Thursday, May 15, 2014

Mortgage News Roundup - Student Debt and Qualifying for a New Home Purchase

Mortgage and credit conceptAnd we’re coming to the end of another week, creeping closer towards summer. It’s time to start cleaning the grill for Memorial Day barbecues, and pulling patio furniture out of storage if you haven’t already.

First, we need to mention that mortgage rates have hit a 2014 low in part because the Spring home buying season is in full swing. Global unrest and a weak U.S. economic recovery also have kept rates low on U.S. Treasury bonds. And as we mentioned last week, nearly half of all home sales were all cash. So, now is the time to talk with a professional loan officer about your situation so you can lock in a low rate.

Home Ownership Rates Slip In 2013


Home ownership in Sacramento County has plunged to its lowest level in 40 years after last decade’s catastrophic housing crash and the mass purchase of foreclosed homes by real estate investors.

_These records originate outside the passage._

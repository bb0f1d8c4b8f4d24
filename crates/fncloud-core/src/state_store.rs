// Copyright (C) 2025 SyncMyOrders Sp. z o.o.
// SPDX-License-Identifier: AGPL-3.0-or-later
//! State Continuity Store
//!
//! Keeps the attribute map of wrapped instances between independent remote
//! method calls. The first remote call captures the local instance; later
//! calls reuse the stored map and merge back whatever the remote side reports.
//!
//! Capture is shallow and goes through serde: the instance must serialize to
//! a JSON object. Expiry is checked lazily when a snapshot is accessed.
//!
//! A remote method call holds a [`StateLease`] from the moment it reads the
//! snapshot until it merges the result, so calls on one instance run one at a
//! time and each starts from the state the previous one left behind.

use std::collections::HashMap;
use std::ops::{Deref, DerefMut};
use std::sync::Arc;
use std::time::Duration;

use serde::Serialize;
use serde::de::DeserializeOwned;
use serde_json::{Map, Value};
use tokio::sync::{Mutex, OwnedMutexGuard, RwLock};
use tokio::time::Instant;
use tracing::debug;
use uuid::Uuid;

use crate::error::{Error, Result};
use crate::invocation::attribute_map;

/// Declaring type plus per-instance token.
#[derive(Debug, Clone, PartialEq, Eq, Hash, Serialize)]
pub struct ObjectId {
    pub class: String,
    pub token: Uuid,
}

impl std::fmt::Display for ObjectId {
    fn fmt(&self, f: &mut std::fmt::Formatter<'_>) -> std::fmt::Result {
        write!(f, "{}#{}", self.class, self.token)
    }
}

/// An instance bound to a per-instance token.
///
/// Local method calls go through `Deref`/`DerefMut` and are never affected by
/// remote state.
#[derive(Debug, Clone)]
pub struct Stateful<T> {
    token: Uuid,
    ttl: Option<Duration>,
    inner: T,
}

impl<T> Stateful<T> {
    pub fn new(inner: T) -> Self {
        Self {
            token: Uuid::new_v4(),
            ttl: None,
            inner,
        }
    }

    /// Expire this instance's remote state `ttl` after its last update.
    pub fn with_ttl(mut self, ttl: Duration) -> Self {
        self.ttl = Some(ttl);
        self
    }

    pub fn token(&self) -> Uuid {
        self.token
    }

    pub fn ttl(&self) -> Option<Duration> {
        self.ttl
    }

    pub fn object_id(&self) -> ObjectId {
        ObjectId {
            class: std::any::type_name::<T>().to_string(),
            token: self.token,
        }
    }

    pub fn into_inner(self) -> T {
        self.inner
    }
}

impl<T> Deref for Stateful<T> {
    type Target = T;

    fn deref(&self) -> &T {
        &self.inner
    }
}

impl<T> DerefMut for Stateful<T> {
    fn deref_mut(&mut self) -> &mut T {
        &mut self.inner
    }
}

/// Stored attribute map of one instance.
#[derive(Debug, Clone, PartialEq)]
pub struct InstanceStateSnapshot {
    pub object: ObjectId,
    pub attributes: Map<String, Value>,
    pub ttl: Option<Duration>,
    pub updated_at: Instant,
    /// Bumped on every merged mutation
    pub version: u64,
}

impl InstanceStateSnapshot {
    pub fn is_expired(&self, now: Instant) -> bool {
        self.ttl
            .is_some_and(|ttl| now.duration_since(self.updated_at) >= ttl)
    }
}

type Slot = Arc<Mutex<Option<InstanceStateSnapshot>>>;

/// Exclusive hold on one instance's snapshot.
///
/// Other callers for the same instance wait until the lease is dropped.
pub struct StateLease {
    object: ObjectId,
    ttl: Option<Duration>,
    baseline: InstanceStateSnapshot,
    guard: OwnedMutexGuard<Option<InstanceStateSnapshot>>,
}

impl StateLease {
    pub fn object(&self) -> &ObjectId {
        &self.object
    }

    /// Snapshot as it was when the lease was taken.
    pub fn snapshot(&self) -> &InstanceStateSnapshot {
        &self.baseline
    }

    /// Merge attributes reported by the remote call. Returns the new version.
    pub fn apply_changes(&mut self, changes: Map<String, Value>) -> u64 {
        merge(&mut self.guard, &self.object, self.ttl, changes)
    }
}

impl std::fmt::Debug for StateLease {
    fn fmt(&self, f: &mut std::fmt::Formatter<'_>) -> std::fmt::Result {
        f.debug_struct("StateLease")
            .field("object", &self.object)
            .field("version", &self.baseline.version)
            .finish()
    }
}

fn merge(
    slot: &mut Option<InstanceStateSnapshot>,
    object: &ObjectId,
    ttl: Option<Duration>,
    changes: Map<String, Value>,
) -> u64 {
    let now = Instant::now();
    match StateStore::live(slot) {
        Some(snapshot) => {
            let changed = changes
                .iter()
                .any(|(key, value)| snapshot.attributes.get(key) != Some(value));
            snapshot.attributes.extend(changes);
            snapshot.updated_at = now;
            if changed {
                snapshot.version += 1;
            }
            debug!(object = %object, version = snapshot.version, changed, "Merged instance state");
            snapshot.version
        }
        None => {
            *slot = Some(InstanceStateSnapshot {
                object: object.clone(),
                attributes: changes,
                ttl,
                updated_at: now,
                version: 0,
            });
            0
        }
    }
}

/// Per-instance snapshot table.
pub struct StateStore {
    default_ttl: Option<Duration>,
    snapshots: RwLock<HashMap<ObjectId, Slot>>,
}

impl Default for StateStore {
    fn default() -> Self {
        Self::new(None)
    }
}

impl StateStore {
    /// `default_ttl` applies to instances without their own TTL.
    pub fn new(default_ttl: Option<Duration>) -> Self {
        Self {
            default_ttl,
            snapshots: RwLock::new(HashMap::new()),
        }
    }

    async fn slot(&self, object: &ObjectId) -> Slot {
        if let Some(slot) = self.snapshots.read().await.get(object) {
            return Arc::clone(slot);
        }
        Arc::clone(
            self.snapshots
                .write()
                .await
                .entry(object.clone())
                .or_insert_with(|| Arc::new(Mutex::new(None))),
        )
    }

    fn live(slot: &mut Option<InstanceStateSnapshot>) -> Option<&mut InstanceStateSnapshot> {
        if slot.as_ref().is_some_and(|s| s.is_expired(Instant::now())) {
            if let Some(expired) = slot.take() {
                debug!(object = %expired.object, "Instance state expired");
            }
        }
        slot.as_mut()
    }

    /// Capture the local instance, replacing any stored snapshot.
    pub async fn capture<T: Serialize>(&self, instance: &Stateful<T>) -> Result<InstanceStateSnapshot> {
        let object = instance.object_id();
        let attributes = attribute_map(&instance.inner).map_err(Error::NotSerializable)?;

        let slot = self.slot(&object).await;
        let mut guard = slot.lock().await;
        let version = guard.as_ref().map(|s| s.version + 1).unwrap_or(0);
        let snapshot = InstanceStateSnapshot {
            object,
            attributes,
            ttl: instance.ttl.or(self.default_ttl),
            updated_at: Instant::now(),
            version,
        };
        debug!(object = %snapshot.object, version, "Captured instance state");
        *guard = Some(snapshot.clone());
        Ok(snapshot)
    }

    /// Take the instance's lease, capturing the local instance first if it has
    /// no live snapshot.
    pub async fn lock<T: Serialize>(&self, instance: &Stateful<T>) -> Result<StateLease> {
        let object = instance.object_id();
        let ttl = instance.ttl.or(self.default_ttl);
        let mut guard = self.slot(&object).await.lock_owned().await;

        let live = Self::live(&mut guard).map(|snapshot| snapshot.clone());
        let baseline = match live {
            Some(snapshot) => snapshot,
            None => {
                let attributes =
                    attribute_map(&instance.inner).map_err(Error::NotSerializable)?;
                let snapshot = InstanceStateSnapshot {
                    object: object.clone(),
                    attributes,
                    ttl,
                    updated_at: Instant::now(),
                    version: 0,
                };
                debug!(object = %object, "Captured instance state");
                *guard = Some(snapshot.clone());
                snapshot
            }
        };

        Ok(StateLease {
            object,
            ttl,
            baseline,
            guard,
        })
    }

    /// Live snapshot for the instance, capturing it first if there is none.
    pub async fn get_or_capture<T: Serialize>(
        &self,
        instance: &Stateful<T>,
    ) -> Result<InstanceStateSnapshot> {
        self.lock(instance)
            .await
            .map(|lease| lease.snapshot().clone())
    }

    /// Live snapshot, if any.
    pub async fn snapshot(&self, object: &ObjectId) -> Option<InstanceStateSnapshot> {
        let slot = self.snapshots.read().await.get(object).cloned()?;
        let mut guard = slot.lock().await;
        Self::live(&mut guard).map(|s| s.clone())
    }

    /// Rebuild an instance from its live snapshot. `None` when there is none.
    pub async fn restore<T: DeserializeOwned>(&self, object: &ObjectId) -> Result<Option<T>> {
        match self.snapshot(object).await {
            Some(snapshot) => serde_json::from_value(Value::Object(snapshot.attributes))
                .map(Some)
                .map_err(|e| Error::NotSerializable(e.to_string())),
            None => Ok(None),
        }
    }

    /// Merge attributes reported by a remote call. Returns the new version.
    ///
    /// Merging into an absent or expired snapshot starts a new one from the
    /// reported map, keeping the instance's TTL.
    pub async fn apply_changes<T>(&self, instance: &Stateful<T>, changes: Map<String, Value>) -> u64 {
        let object = instance.object_id();
        let slot = self.slot(&object).await;
        let mut guard = slot.lock().await;
        merge(&mut guard, &object, instance.ttl.or(self.default_ttl), changes)
    }

    /// Drop the snapshot. Returns whether one existed.
    pub async fn invalidate(&self, object: &ObjectId) -> bool {
        let removed = self.snapshots.write().await.remove(object);
        match removed {
            Some(slot) => {
                let existed = slot.lock().await.take().is_some();
                debug!(object = %object, existed, "Invalidated instance state");
                existed
            }
            None => false,
        }
    }
}

#[cfg(test)]
mod tests {
    use super::*;
    use serde::Deserialize;
    use serde_json::json;

    #[derive(Debug, Clone, PartialEq, Serialize, Deserialize)]
    struct Counter {
        count: u32,
        #[serde(skip)]
        scratch: Vec<u8>,
    }

    fn counter() -> Stateful<Counter> {
        Stateful::new(Counter {
            count: 0,
            scratch: vec![1, 2, 3],
        })
    }

    #[tokio::test]
    async fn test_get_or_capture_reuses_live_snapshot() {
        let store = StateStore::default();
        let mut instance = counter();

        let first = store.get_or_capture(&instance).await.unwrap();
        assert_eq!(first.attributes["count"], json!(0));
        assert!(!first.attributes.contains_key("scratch"));

        instance.count = 99;
        let second = store.get_or_capture(&instance).await.unwrap();
        assert_eq!(second.attributes["count"], json!(0));
    }

    #[tokio::test]
    async fn test_apply_changes_bumps_version_only_on_change() {
        let store = StateStore::default();
        let instance = counter();
        let object = instance.object_id();
        store.get_or_capture(&instance).await.unwrap();

        let mut changes = Map::new();
        changes.insert("count".to_string(), json!(1));
        assert_eq!(store.apply_changes(&instance, changes.clone()).await, 1);
        assert_eq!(store.apply_changes(&instance, changes).await, 1);

        let restored: Counter = store.restore(&object).await.unwrap().unwrap();
        assert_eq!(restored.count, 1);
        assert!(restored.scratch.is_empty());
    }

    #[tokio::test]
    async fn test_non_object_state_is_rejected() {
        let store = StateStore::default();
        let instance = Stateful::new(7u32);
        assert!(matches!(
            store.get_or_capture(&instance).await,
            Err(Error::NotSerializable(_))
        ));
    }

    #[tokio::test(start_paused = true)]
    async fn test_ttl_expires_lazily() {
        let store = StateStore::default();
        let instance = counter().with_ttl(Duration::from_secs(30));
        let object = instance.object_id();
        store.get_or_capture(&instance).await.unwrap();

        tokio::time::advance(Duration::from_secs(29)).await;
        assert!(store.snapshot(&object).await.is_some());

        tokio::time::advance(Duration::from_secs(1)).await;
        assert!(store.snapshot(&object).await.is_none());
        assert!(store.restore::<Counter>(&object).await.unwrap().is_none());
    }

    #[tokio::test(start_paused = true)]
    async fn test_recreated_snapshot_keeps_instance_ttl() {
        let store = StateStore::new(Some(Duration::from_secs(3600)));
        let instance = counter().with_ttl(Duration::from_secs(10));
        let object = instance.object_id();

        let mut changes = Map::new();
        changes.insert("count".to_string(), json!(5));
        assert_eq!(store.apply_changes(&instance, changes).await, 0);
        assert_eq!(
            store.snapshot(&object).await.unwrap().ttl,
            Some(Duration::from_secs(10))
        );

        tokio::time::advance(Duration::from_secs(10)).await;
        assert!(store.snapshot(&object).await.is_none());
    }

    #[tokio::test]
    async fn test_lease_serializes_callers_on_one_instance() {
        let store = Arc::new(StateStore::default());
        let instance = counter();
        let object = instance.object_id();

        let mut lease = store.lock(&instance).await.unwrap();
        assert_eq!(lease.snapshot().version, 0);

        let waiter = {
            let store = Arc::clone(&store);
            let instance = instance.clone();
            tokio::spawn(async move {
                let lease = store.lock(&instance).await.unwrap();
                lease.snapshot().attributes["count"].clone()
            })
        };
        tokio::task::yield_now().await;
        assert!(!waiter.is_finished());

        let mut changes = Map::new();
        changes.insert("count".to_string(), json!(1));
        assert_eq!(lease.apply_changes(changes), 1);
        drop(lease);

        assert_eq!(waiter.await.unwrap(), json!(1));

        // Other instances are not blocked
        let other = counter();
        let held = store.lock(&instance).await.unwrap();
        assert!(store.lock(&other).await.is_ok());
        drop(held);
        assert_eq!(store.snapshot(&object).await.unwrap().version, 1);
    }

    #[tokio::test]
    async fn test_invalidate() {
        let store = StateStore::default();
        let instance = counter();
        let object = instance.object_id();
        store.get_or_capture(&instance).await.unwrap();

        assert!(store.invalidate(&object).await);
        assert!(!store.invalidate(&object).await);
        assert!(store.snapshot(&object).await.is_none());
    }

    #[test]
    fn test_object_id_uses_type_name() {
        let a = counter();
        let b = counter();
        assert_ne!(a.object_id(), b.object_id());
        assert!(a.object_id().class.ends_with("Counter"));
    }
}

“It’s a combination of people losing their homes to foreclosure, first-time buyers not being able to get loans, and investors swooping in and taking over neighborhoods,” said Kevin Stein, associate director of the California Reinvestment Coalition, a statewide group that advocates for low-income communities on housing and banking matters.

San Francisco and Los Angeles metro areas tend to have a much lower rate because the cost of housing is so much higher. The Los Angeles metro area home ownership rate slipped to a 19 year low in 2013.

In comparison, the overall nationwide home ownership rate is 64.8% down from 69% ten years ago. Home ownership is lowest in the West, at 59.4%.

Student Debt Keeps Young People From Buying Houses


The Federal Reserve Bank of New York reported Tuesday that in 2013 student debtors between the ages of 27 and 30 were less likely to have a mortgage than their peers who were student-debt free. It makes sense as it’s more difficult to save up a down payment, and with the new regulations, it would be more difficult to prove ability to pay. What’s interesting is that the number of mortgage holders dropped from about 34% in 2008 to about 22% in 2013.

But what’s also interesting is that the Federal Reserve released an additional report at the end of 2012 that showed that borrowers who were current on their student loan payments were actually more likely to take out a mortgage than other young adults.

Making the Most of an Open House Visit


Zillow posted a great blog entry on how to get the most out of an open house visit when you’re looking for your dream home.

  • Use the open house to learn the market without committing
  • You don’t have to sign in (but don’t be rude)
  • Watch the other buyers
  • Ask the agent questions
  • Be open to meeting your future agent

Are you looking for a new home this weekend?